Before you can search, you must have an index. The index is a set of files that contain the contents of the documents (in a searchable form) that are to be searched. The search index is used by the search engine rather than searching all of the actual documents.

A search index is created based upon a document list. A document list contains a list of fully qualified path names of all the documents that you want to index.

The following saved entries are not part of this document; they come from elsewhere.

// SPDX-FileCopyrightText: 2026 Archy Contributors
// SPDX-License-Identifier: MIT OR Apache-2.0

//! Compute backend trait for the numeric work behind the embedding cache.

use async_trait::async_trait;

use crate::error::ArchyError;
use crate::traits::adapter::PluginAdapter;
use crate::types::{FragmentValidation, RankedIndex};

/// A backend that embeds text, ranks vectors by similarity and runs the
/// secondary fragment validation heuristic.
///
/// Implementations may run in-process or delegate to an external worker.
/// Every method is one logical request; errors are recoverable and callers
/// are expected to degrade rather than propagate them on read paths.
#[async_trait]
pub trait ComputeBackend: PluginAdapter {
    /// Embeds every text into a vector of length `dim`, in input order.
    async fn embed(&self, texts: &[String], dim: usize) -> Result<Vec<Vec<f32>>, ArchyError>;

    /// Ranks `candidates` by cosine similarity to `query`, descending,
    /// returning at most `top_k` entries.
    async fn rank(
        &self,
        query: &[f32],
        candidates: &[Vec<f32>],
        top_k: usize,
    ) -> Result<Vec<RankedIndex>, ArchyError>;

    /// Runs the secondary validation heuristic on a single text.
    async fn validate(&self, text: &str) -> Result<FragmentValidation, ArchyError>;
}
// SPDX-FileCopyrightText: 2026 Archy Contributors
// SPDX-License-Identifier: MIT OR Apache-2.0

//! Data model shared across the scoring, storage, memory and embedding crates.

use serde::{Deserialize, Serialize};
use strum::{Display, EnumString};

/// Current wall-clock time as unix seconds.
pub fn now_ts() -> i64 {
    chrono::Utc::now().timestamp()
}

/// Health status reported by adapter health checks.
#[derive(Debug, Clone, PartialEq, Eq)]
pub enum HealthStatus {
    /// Adapter is fully operational.
    Healthy,
    /// Adapter is operational but experiencing issues.
    Degraded(String),
    /// Adapter is not operational.
    Unhealthy(String),
}

/// Identifies the kind of adapter behind a trait object.
#[derive(
    Debug, Clone, Copy, PartialEq, Eq, Hash, Display, EnumString, Serialize, Deserialize,
)]
pub enum AdapterType {
    Compute,
    Storage,
}

// --- Scoring ---

/// Categorical outcome of scoring a fragment.
#[derive(
    Debug, Clone, Copy, PartialEq, Eq, Hash, Display, EnumString, Serialize, Deserialize,
)]
#[serde(rename_all = "snake_case")]
#[strum(serialize_all = "snake_case")]
pub enum Verdict {
    Reject,
    NeedsReview,
    AcceptCandidate,
}

/// Per-component breakdown of a fragment score.
#[derive(Debug, Clone, PartialEq, Serialize, Deserialize)]
#[serde(untagged)]
pub enum ScoreBreakdown {
    /// Full weighted composition for content that passed the safety check.
    Components {
        persona_score: f64,
        novelty: f64,
        length_score: f64,
        raw_score: f64,
        safety_bias: f64,
    },
    /// Safety short-circuit: nothing else was computed.
    Safety { safety: f64 },
}

/// The result of grading one fragment.
#[derive(Debug, Clone, PartialEq, Serialize, Deserialize)]
pub struct FragmentScore {
    /// Final score, always within `[0.0, 1.0]`.
    pub score: f64,
    pub verdict: Verdict,
    pub breakdown: ScoreBreakdown,
    /// `forbidden_pattern:<pattern>` for every matched pattern.
    #[serde(default)]
    pub safety_issues: Vec<String>,
    /// Unix seconds at scoring time.
    pub ts: i64,
}

/// Caller-supplied metadata attached to a staged fragment.
///
/// `intent_keywords` is the only field the scorer reads; everything else is
/// carried through verbatim.
#[derive(Debug, Clone, Default, PartialEq, Serialize, Deserialize)]
pub struct FragmentMetadata {
    #[serde(default, skip_serializing_if = "Vec::is_empty")]
    pub intent_keywords: Vec<String>,
    #[serde(flatten)]
    pub extra: serde_json::Map<String, serde_json::Value>,
}

impl FragmentMetadata {
    /// Metadata carrying only intent keywords.
    pub fn with_intent_keywords<I, S>(keywords: I) -> Self
    where
        I: IntoIterator<Item = S>,
        S: Into<String>,
    {
        Self {
            intent_keywords: keywords.into_iter().map(Into::into).collect(),
            extra: serde_json::Map::new(),
        }
    }
}

// --- Two-tier store ---

/// A row in the staging tier.
#[derive(Debug, Clone, Serialize, Deserialize)]
pub struct StagedFragment {
    pub id: i64,
    pub ts: i64,
    pub role: String,
    pub content: String,
    pub metadata: FragmentMetadata,
    /// Result of the latest validation attempt, if any.
    pub validator_result: Option<FragmentScore>,
    pub promoted: bool,
}

/// Where a validated memory came from. Immutable after promotion.
#[derive(Debug, Clone, PartialEq, Serialize, Deserialize)]
pub struct Provenance {
    pub staging_id: i64,
    pub ts: i64,
    pub validator_score: f64,
}

/// Mutable annotations on a validated memory.
#[derive(Debug, Clone, Serialize, Deserialize)]
pub struct MemoryMeta {
    pub validator: FragmentScore,
    pub original_meta: FragmentMetadata,
    #[serde(default, skip_serializing_if = "Option::is_none")]
    pub retired_reason: Option<String>,
    #[serde(default, skip_serializing_if = "Option::is_none")]
    pub retired_ts: Option<i64>,
}

/// A row in the validated tier.
#[derive(Debug, Clone, Serialize, Deserialize)]
pub struct ValidatedMemory {
    pub id: i64,
    pub ts: i64,
    pub content: String,
    pub provenance: Provenance,
    pub meta: MemoryMeta,
    pub retired: bool,
    pub version: i64,
}

// --- Compute worker ---

/// One entry of a similarity ranking returned by a compute backend.
#[derive(Debug, Clone, Copy, PartialEq, Serialize, Deserialize)]
pub struct RankedIndex {
    /// Position in the candidate list that was submitted.
    pub index: usize,
    pub score: f32,
}

/// Secondary validation result produced by a compute backend.
#[derive(Debug, Clone, PartialEq, Serialize, Deserialize)]
pub struct FragmentValidation {
    pub validation_score: f32,
    pub length_ok: bool,
    pub has_content: bool,
    pub suspicious: bool,
}
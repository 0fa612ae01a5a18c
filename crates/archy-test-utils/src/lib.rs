// SPDX-FileCopyrightText: 2026 Archy Contributors
// SPDX-License-Identifier: MIT OR Apache-2.0

//! Test utilities for Archy integration tests.
//!
//! Provides a stub compute backend and test harness infrastructure for fast,
//! deterministic, CI-runnable tests without an external worker.
//!
//! # Components
//!
//! - [`StubCompute`] - In-process backend with call recording and scripted failures
//! - [`TestHarness`] - Temp store, scoring engine and embedding cache wired together

pub mod harness;
pub mod stub_compute;

pub use harness::{TestHarness, TestHarnessBuilder};
pub use stub_compute::StubCompute;
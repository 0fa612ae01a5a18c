// SPDX-FileCopyrightText: 2026 Archy Contributors
// SPDX-License-Identifier: MIT OR Apache-2.0

//! Adapter trait definitions.
//!
//! All adapters extend the [`PluginAdapter`] base trait and use
//! `#[async_trait]` for dynamic dispatch compatibility.

pub mod adapter;
pub mod compute;

pub use adapter::PluginAdapter;
pub use compute::ComputeBackend;
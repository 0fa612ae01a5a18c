// SPDX-FileCopyrightText: 2026 Archy Contributors
// SPDX-License-Identifier: MIT OR Apache-2.0

//! Embedding cache and compute backends for Archy.
//!
//! [`EmbeddingCache`] serves vectors by content hash and sends only misses to
//! a [`ComputeBackend`](archy_core::ComputeBackend). Two backends ship here:
//! [`SubprocessWorker`] talks the JSON worker protocol to an external program,
//! and [`LocalCompute`] implements the same tasks in-process.

pub mod cache;
pub mod local;
pub mod protocol;
pub mod subprocess;

pub use cache::{CacheStats, EmbeddingBatch, EmbeddingCache, SimilarCandidate, cache_key};
pub use local::LocalCompute;
pub use protocol::{
    DEFAULT_DIM, DEFAULT_TOP_K, Task, WorkerRequest, WorkerResponse, handle_document,
    handle_request,
};
pub use subprocess::{DEFAULT_WORKER_TIMEOUT, SubprocessWorker, serve_stdio};
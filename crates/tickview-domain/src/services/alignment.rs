//! Bucket-start to display-time alignment for bar series.
//!
//! Bars arrive labelled with the instant their bucket opened. Ticks are plotted
//! at the instant they were observed. To overlay both on one axis each bar is
//! moved to the moment it closed, so a candle drawn at `t` is the bar that
//! just finished at `t`.

use crate::error::ChartDataError;
use crate::value_objects::bar::{Bar, BarSeries};
use crate::value_objects::plot_time::PlotTime;
use crate::value_objects::sampling_period::{SamplingPeriod, MAX_SPAN_SECONDS};
use chrono::{NaiveDateTime, TimeDelta};
use serde::Serialize;
use std::collections::BTreeMap;

/// `bucket_start + period`: the instant a bar's bucket closes.
pub fn bucket_end(
    bucket_start: NaiveDateTime,
    period: SamplingPeriod,
) -> Result<NaiveDateTime, ChartDataError> {
    bucket_start
        .checked_add_signed(period.as_delta()?)
        .ok_or(ChartDataError::TimeOutOfRange {
            at: bucket_start,
            offset_seconds: period.seconds(),
        })
}

/// Display offset per supported sampling period.
///
/// Periods absent from the table are rejected rather than guessed.
#[derive(Debug, Clone, PartialEq, Eq, Serialize)]
pub struct AlignmentPolicy {
    offsets: BTreeMap<SamplingPeriod, i64>,
}

impl AlignmentPolicy {
    /// Offset equals the period for every listed period.
    pub fn bucket_end(periods: &[SamplingPeriod]) -> Self {
        Self {
            offsets: periods.iter().map(|p| (*p, p.seconds())).collect(),
        }
    }

    /// 60s bars shift by one minute, 300s bars by five and a half minutes.
    pub fn close_biased() -> Self {
        let mut offsets = BTreeMap::new();
        offsets.insert(SamplingPeriod(60), 60);
        offsets.insert(SamplingPeriod(300), 330);
        Self { offsets }
    }

    pub fn with_offset(
        mut self,
        period: SamplingPeriod,
        offset_seconds: i64,
    ) -> Result<Self, ChartDataError> {
        if !(0..=MAX_SPAN_SECONDS).contains(&offset_seconds) {
            return Err(ChartDataError::Config(format!(
                "display offset for {period} must be in 0..={MAX_SPAN_SECONDS} (got {offset_seconds})"
            )));
        }
        self.offsets.insert(period, offset_seconds);
        Ok(self)
    }

    pub fn offset_for(&self, period: SamplingPeriod) -> Result<TimeDelta, ChartDataError> {
        let secs = *self
            .offsets
            .get(&period)
            .ok_or(ChartDataError::UnsupportedPeriod(period.seconds()))?;
        TimeDelta::try_seconds(secs).ok_or_else(|| {
            ChartDataError::Config(format!("display offset for {period} is out of range: {secs}s"))
        })
    }

    pub fn supports(&self, period: SamplingPeriod) -> bool {
        self.offsets.contains_key(&period)
    }

    pub fn periods(&self) -> impl Iterator<Item = SamplingPeriod> + '_ {
        self.offsets.keys().copied()
    }
}

impl Default for AlignmentPolicy {
    fn default() -> Self {
        Self::close_biased()
    }
}

#[derive(Debug, Clone, PartialEq, Serialize)]
pub struct AlignedBar {
    pub plot_time: PlotTime,
    #[serde(flatten)]
    pub bar: Bar,
}

#[derive(Debug, Clone, PartialEq)]
pub struct AlignedBarSeries {
    pub symbol: String,
    pub period: SamplingPeriod,
    pub bars: Vec<AlignedBar>,
}

impl AlignedBarSeries {
    pub fn is_empty(&self) -> bool {
        self.bars.is_empty()
    }

    pub fn len(&self) -> usize {
        self.bars.len()
    }
}

/// Shifts every bar of `series` by the policy's offset for its period.
pub fn align_series(
    series: &BarSeries,
    policy: &AlignmentPolicy,
) -> Result<AlignedBarSeries, ChartDataError> {
    let offset = policy.offset_for(series.period())?;
    let bars = series
        .bars()
        .iter()
        .map(|bar| {
            let plot_time = PlotTime::shifted(bar.bucket_start, offset).ok_or(
                ChartDataError::TimeOutOfRange {
                    at: bar.bucket_start,
                    offset_seconds: offset.num_seconds(),
                },
            )?;
            Ok(AlignedBar {
                plot_time,
                bar: bar.clone(),
            })
        })
        .collect::<Result<Vec<_>, ChartDataError>>()?;

    Ok(AlignedBarSeries {
        symbol: series.symbol().to_string(),
        period: series.period(),
        bars,
    })
}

Documents satisfying a search request are returned by default in their order of ranking. A document's ranking specifies the relevance with respect to the specified search conditions. The following factors determine a document's ranking:

It is possible that a document with one search term appearing toward the beginning of the document can have a higher ranking than a document with multiple search terms appearing near the end of the document. The search function assumes that words indicating the subject or topic of the document usually appear near the beginning of the document. The highest ranking a document can have is 100%. A document can achieve a ranking of 100% if relatively few of the documents in the index contain the search terms. If many documents in the index contain the search terms, it is likely that none of the documents would achieve a ranking of 100%.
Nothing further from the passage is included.